(Stored items):

>>>>

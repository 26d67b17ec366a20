// SPDX-License-Identifier: MIT OR Apache-2.0
// Copyright (c) 2025 Pierre Fitness Intelligence
// ABOUTME: Re-exports command modules for planner-cli
// ABOUTME: Provides access to plan, batch and activity level commands

pub mod batch;
pub mod levels;
pub mod plan;
// SPDX-License-Identifier: MIT OR Apache-2.0
// Copyright (c) 2025 Pierre Fitness Intelligence
// ABOUTME: Activity level listing command for planner-cli
// ABOUTME: Prints each level with its configured multiplier

use crate::helpers::display::{display_activity_levels, print_json, OutputFormat};
use calorie_planner::config::PlannerConfig;
use calorie_planner::errors::AppResult;
use calorie_planner::protocols::handle_list_activity_levels;

/// Print the activity level table
pub fn run(format: OutputFormat) -> AppResult<()> {
    match format {
        OutputFormat::Text => {
            display_activity_levels(&PlannerConfig::global().activity_factors);
            Ok(())
        }
        OutputFormat::Json => print_json(&handle_list_activity_levels()),
    }
}
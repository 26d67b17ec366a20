// ABOUTME: Input validation for weight-loss plan requests
// ABOUTME: Rejects non-positive inputs and target losses above the safe fraction of body weight
//
// SPDX-License-Identifier: MIT OR Apache-2.0
// Copyright (c) 2025 Pierre Fitness Intelligence

//! Input Validator
//!
//! Runs before any energy computation. Positivity is checked first; the
//! safe-loss limit is only evaluated for inputs that are otherwise usable.

use crate::config::intelligence::SafetyConfig;
use planner_core::errors::{InputField, ValidationError};
use planner_core::models::PlanInput;

fn is_positive(value: f64) -> bool {
    value.is_finite() && value > 0.0
}

/// Round to one decimal place, as shown to users
#[must_use]
pub fn round_to_tenth(value: f64) -> f64 {
    (value * 10.0).round() / 10.0
}

/// Largest safe target loss for a body weight, in kilograms (unrounded)
#[must_use]
pub fn max_safe_loss_kg(weight_kg: f64, safety: &SafetyConfig) -> f64 {
    weight_kg * safety.max_loss_fraction
}

/// Validate a plan request
///
/// # Errors
///
/// - [`ValidationError::NonPositiveInput`] if weight, height, age, activity
///   factor, target days, or target loss is zero, negative, or not finite
/// - [`ValidationError::UnsafeTargetLoss`] if the target loss exceeds the safe
///   fraction of body weight; the limit is reported rounded to one decimal
pub fn validate<'a>(
    input: &'a PlanInput,
    safety: &SafetyConfig,
) -> Result<&'a PlanInput, ValidationError> {
    let checks = [
        (InputField::WeightKg, is_positive(input.weight_kg)),
        (InputField::HeightCm, is_positive(input.height_cm)),
        (InputField::AgeYears, input.age_years > 0),
        (InputField::ActivityFactor, is_positive(input.activity_factor)),
        (InputField::TargetDays, input.target_days > 0),
        (InputField::TargetLossKg, is_positive(input.target_loss_kg)),
    ];
    let fields: Vec<InputField> = checks
        .into_iter()
        .filter_map(|(field, ok)| (!ok).then_some(field))
        .collect();
    if !fields.is_empty() {
        return Err(ValidationError::NonPositiveInput { fields });
    }

    let limit = max_safe_loss_kg(input.weight_kg, safety);
    if input.target_loss_kg > limit {
        return Err(ValidationError::UnsafeTargetLoss {
            target_loss_kg: input.target_loss_kg,
            limit_kg: round_to_tenth(limit),
        });
    }

    Ok(input)
}

#[cfg(test)]
mod tests {
    use super::*;

    fn safety() -> SafetyConfig {
        SafetyConfig::default()
    }

    #[test]
    fn test_defaults_pass() {
        let input = PlanInput::default();
        assert!(validate(&input, &safety()).is_ok());
    }

    #[test]
    fn test_zero_age_is_rejected() {
        let input = PlanInput {
            age_years: 0,
            ..PlanInput::default()
        };
        assert_eq!(
            validate(&input, &safety()),
            Err(ValidationError::NonPositiveInput {
                fields: vec![InputField::AgeYears]
            })
        );
    }

    #[test]
    fn test_all_offending_fields_are_reported() {
        let input = PlanInput {
            weight_kg: -1.0,
            target_days: 0,
            target_loss_kg: f64::NAN,
            ..PlanInput::default()
        };
        let Err(ValidationError::NonPositiveInput { fields }) = validate(&input, &safety()) else {
            panic!("expected NonPositiveInput");
        };
        assert_eq!(
            fields,
            vec![
                InputField::WeightKg,
                InputField::TargetDays,
                InputField::TargetLossKg
            ]
        );
    }

    #[test]
    fn test_positivity_is_checked_before_loss_limit() {
        // 20 kg would also exceed 15% of 70 kg, but height is checked first
        let input = PlanInput {
            height_cm: 0.0,
            target_loss_kg: 20.0,
            ..PlanInput::default()
        };
        assert!(matches!(
            validate(&input, &safety()),
            Err(ValidationError::NonPositiveInput { .. })
        ));
    }

    #[test]
    fn test_loss_above_limit_reports_rounded_limit() {
        let input = PlanInput {
            target_loss_kg: 12.0,
            ..PlanInput::default()
        };
        assert_eq!(
            validate(&input, &safety()),
            Err(ValidationError::UnsafeTargetLoss {
                target_loss_kg: 12.0,
                limit_kg: 10.5
            })
        );
    }

    #[test]
    fn test_loss_at_limit_is_accepted() {
        let input = PlanInput {
            weight_kg: 80.0,
            target_loss_kg: 12.0,
            ..PlanInput::default()
        };
        assert!(validate(&input, &safety()).is_ok());
    }

    #[test]
    fn test_limit_rounding_to_tenth() {
        // 0.15 * 73.3 = 10.995
        let input = PlanInput {
            weight_kg: 73.3,
            target_loss_kg: 11.5,
            ..PlanInput::default()
        };
        let Err(ValidationError::UnsafeTargetLoss { limit_kg, .. }) = validate(&input, &safety())
        else {
            panic!("expected UnsafeTargetLoss");
        };
        assert!((limit_kg - 11.0).abs() < 1e-9);
    }
}
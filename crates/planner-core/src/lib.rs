// ABOUTME: Core types and constants for the weight-loss calorie planner
// ABOUTME: Foundation crate with error handling, physiological constants, and the plan data model
//
// SPDX-License-Identifier: MIT OR Apache-2.0
// Copyright (c) 2025 Pierre Fitness Intelligence

#![deny(unsafe_code)]

//! # Planner Core
//!
//! Foundation crate providing shared types and constants for the calorie
//! planner. This crate is designed to change infrequently, enabling
//! incremental compilation benefits in the workspace.
//!
//! ## Modules
//!
//! - **errors**: Unified error handling with `AppError`, `ErrorCode`, and the plan `ValidationError`
//! - **constants**: Physiological and energy constants organized by domain
//! - **models**: Plan input/output records and the activity-level lookup table

/// Unified error handling system with standard error codes
pub mod errors;

/// Physiological constants and service identifiers organized by domain
pub mod constants;

/// Plan data model (input record, output record, activity levels)
pub mod models;
// ABOUTME: Plan data model re-exported from planner-core
// ABOUTME: PlanInput, Sex, ActivityLevel, WeightLossPlan and Feasibility
//
// SPDX-License-Identifier: MIT OR Apache-2.0
// Copyright (c) 2025 Pierre Fitness Intelligence

pub use planner_core::models::*;
// ABOUTME: Logging configuration and structured logging setup for the calorie planner
// ABOUTME: Selects level, format and metadata from the environment and installs a tracing subscriber
//
// SPDX-License-Identifier: MIT OR Apache-2.0
// Copyright (c) 2025 Pierre Fitness Intelligence

//! Structured logging setup
//!
//! Logs always go to stderr so that the CLI can print plans (text or JSON) on
//! stdout without interleaving.

use crate::constants::service_names;
use anyhow::Result;
use planner_core::errors::ValidationError;
use planner_core::models::WeightLossPlan;
use serde_json::json;
use std::env;
use std::io;
use tracing::{debug, info, warn};
use tracing_subscriber::{fmt, layer::SubscriberExt, util::SubscriberInitExt, EnvFilter};

/// Logging configuration
#[derive(Debug, Clone)]
pub struct LoggingConfig {
    /// Log level (trace, debug, info, warn, error)
    pub level: String,
    /// Output format (json, pretty, compact)
    pub format: LogFormat,
    /// Include source file and line numbers
    pub include_location: bool,
    /// Include thread information
    pub include_thread: bool,
    /// Service name for structured logging
    pub service_name: String,
    /// Service version
    pub service_version: String,
    /// Environment (development, staging, production)
    pub environment: String,
}

/// Log output format options
#[derive(Debug, Clone, Copy, PartialEq, Eq)]
pub enum LogFormat {
    /// `JSON` format for machine consumption
    Json,
    /// Pretty format for development
    Pretty,
    /// Compact format, one line per event
    Compact,
}

impl LogFormat {
    fn from_env_value(value: Option<&str>) -> Self {
        match value {
            Some("json") => Self::Json,
            Some("pretty") => Self::Pretty,
            _ => Self::Compact,
        }
    }
}

impl Default for LoggingConfig {
    fn default() -> Self {
        Self {
            level: "warn".into(),
            format: LogFormat::Compact,
            include_location: false,
            include_thread: false,
            service_name: service_names::CALORIE_PLANNER.into(),
            service_version: env!("CARGO_PKG_VERSION").to_owned(),
            environment: "development".into(),
        }
    }
}

impl LoggingConfig {
    /// Create logging configuration from environment variables
    #[must_use]
    pub fn from_env() -> Self {
        let level = env::var("RUST_LOG").unwrap_or_else(|_| "warn".into());
        let format = LogFormat::from_env_value(env::var("LOG_FORMAT").ok().as_deref());
        let environment = env::var("ENVIRONMENT").unwrap_or_else(|_| "development".into());
        let is_production = environment == "production";

        Self {
            level,
            format,
            include_location: is_production || env::var("LOG_INCLUDE_LOCATION").is_ok(),
            include_thread: is_production || env::var("LOG_INCLUDE_THREAD").is_ok(),
            service_name: env::var("SERVICE_NAME")
                .unwrap_or_else(|_| service_names::CALORIE_PLANNER.into()),
            service_version: env!("CARGO_PKG_VERSION").to_owned(),
            environment,
        }
    }

    /// Raise the level to `debug` (used by the CLI `--verbose` flag)
    #[must_use]
    pub fn verbose(mut self) -> Self {
        self.level = "debug".into();
        self
    }

    fn env_filter(&self) -> EnvFilter {
        EnvFilter::try_new(&self.level).unwrap_or_else(|_| EnvFilter::new("warn"))
    }

    /// Initialize the global tracing subscriber
    ///
    /// # Errors
    ///
    /// Returns an error if a global subscriber is already installed
    pub fn init(&self) -> Result<()> {
        let registry = tracing_subscriber::registry().with(self.env_filter());

        match self.format {
            LogFormat::Json => {
                let json_layer = fmt::layer()
                    .with_file(self.include_location)
                    .with_line_number(self.include_location)
                    .with_thread_ids(self.include_thread)
                    .with_thread_names(self.include_thread)
                    .with_target(true)
                    .with_writer(io::stderr)
                    .json();

                registry.with(json_layer).try_init()?;
            }
            LogFormat::Pretty => {
                let pretty_layer = fmt::layer()
                    .with_file(self.include_location)
                    .with_line_number(self.include_location)
                    .with_thread_ids(self.include_thread)
                    .with_thread_names(self.include_thread)
                    .with_target(true)
                    .with_writer(io::stderr);

                registry.with(pretty_layer).try_init()?;
            }
            LogFormat::Compact => {
                let compact_layer = fmt::layer()
                    .compact()
                    .with_file(self.include_location)
                    .with_line_number(self.include_location)
                    .with_thread_ids(self.include_thread)
                    .with_target(false)
                    .with_writer(io::stderr);

                registry.with(compact_layer).try_init()?;
            }
        }

        self.log_startup_info();
        Ok(())
    }

    fn log_startup_info(&self) {
        let config_summary = json!({
            "service": {
                "name": self.service_name,
                "version": self.service_version,
                "environment": self.environment
            },
            "logging": {
                "level": self.level,
                "format": format!("{:?}", self.format),
                "location": self.include_location,
                "thread": self.include_thread
            }
        });

        debug!(
            service.name = %self.service_name,
            service.version = %self.service_version,
            environment = %self.environment,
            "logging initialized: {config_summary}"
        );
    }
}

/// Initialize logging from environment
///
/// # Errors
///
/// Returns an error if logging initialization fails
pub fn init_from_env() -> Result<()> {
    LoggingConfig::from_env().init()
}

/// Planner event logging
pub struct PlanLogger;

impl PlanLogger {
    /// Log a computed plan; unsafe plans are logged at `warn`
    pub fn log_plan(source: &str, plan: &WeightLossPlan) {
        if plan.is_safe {
            info!(
                plan.source = %source,
                plan.target_kcal = plan.daily_calorie_target,
                plan.days = plan.target_days,
                "Plan computed"
            );
        } else {
            warn!(
                plan.source = %source,
                plan.target_kcal = plan.daily_calorie_target,
                plan.requested_days = plan.target_days,
                plan.feasible_days = ?plan.feasible_days(),
                "Plan falls below the minimum daily intake"
            );
        }
    }

    /// Log a rejected plan request
    pub fn log_rejection(source: &str, error: &ValidationError) {
        info!(
            plan.source = %source,
            error.code = ?error.code(),
            error.message = %error,
            "Plan request rejected"
        );
    }
}

#[cfg(test)]
mod tests {
    use super::*;

    #[test]
    fn test_log_format_from_env_value() {
        assert_eq!(LogFormat::from_env_value(Some("json")), LogFormat::Json);
        assert_eq!(LogFormat::from_env_value(Some("pretty")), LogFormat::Pretty);
        assert_eq!(LogFormat::from_env_value(Some("compact")), LogFormat::Compact);
        assert_eq!(LogFormat::from_env_value(Some("xml")), LogFormat::Compact);
        assert_eq!(LogFormat::from_env_value(None), LogFormat::Compact);
    }

    #[test]
    fn test_verbose_raises_level() {
        let config = LoggingConfig::default().verbose();
        assert_eq!(config.level, "debug");
        assert_eq!(config.service_name, "calorie-planner");
    }
}
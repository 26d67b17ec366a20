// SPDX-License-Identifier: MIT OR Apache-2.0
// Copyright (c) 2025 Pierre Fitness Intelligence
// ABOUTME: Re-exports helper modules for planner-cli
// ABOUTME: Provides access to display formatting utilities

pub mod display;
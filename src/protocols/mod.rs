// ABOUTME: Protocol layer exposing the planner through JSON request handlers
// ABOUTME: Parameter parsing, engine invocation and uniform response envelopes
//
// SPDX-License-Identifier: MIT OR Apache-2.0
// Copyright (c) 2025 Pierre Fitness Intelligence

/// JSON handlers for plan calculation and activity level listing
pub mod handlers;

pub use handlers::{
    handle_calculate_plan, handle_calculate_plan_with_config, handle_list_activity_levels,
    plan_outcome_response, HandlerResponse,
};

<<<<

(Your objective): Check the data line by line and report how many lines contain "handlers" as a word or string, giving nothing besides the number.

(Solution to the exercise): 4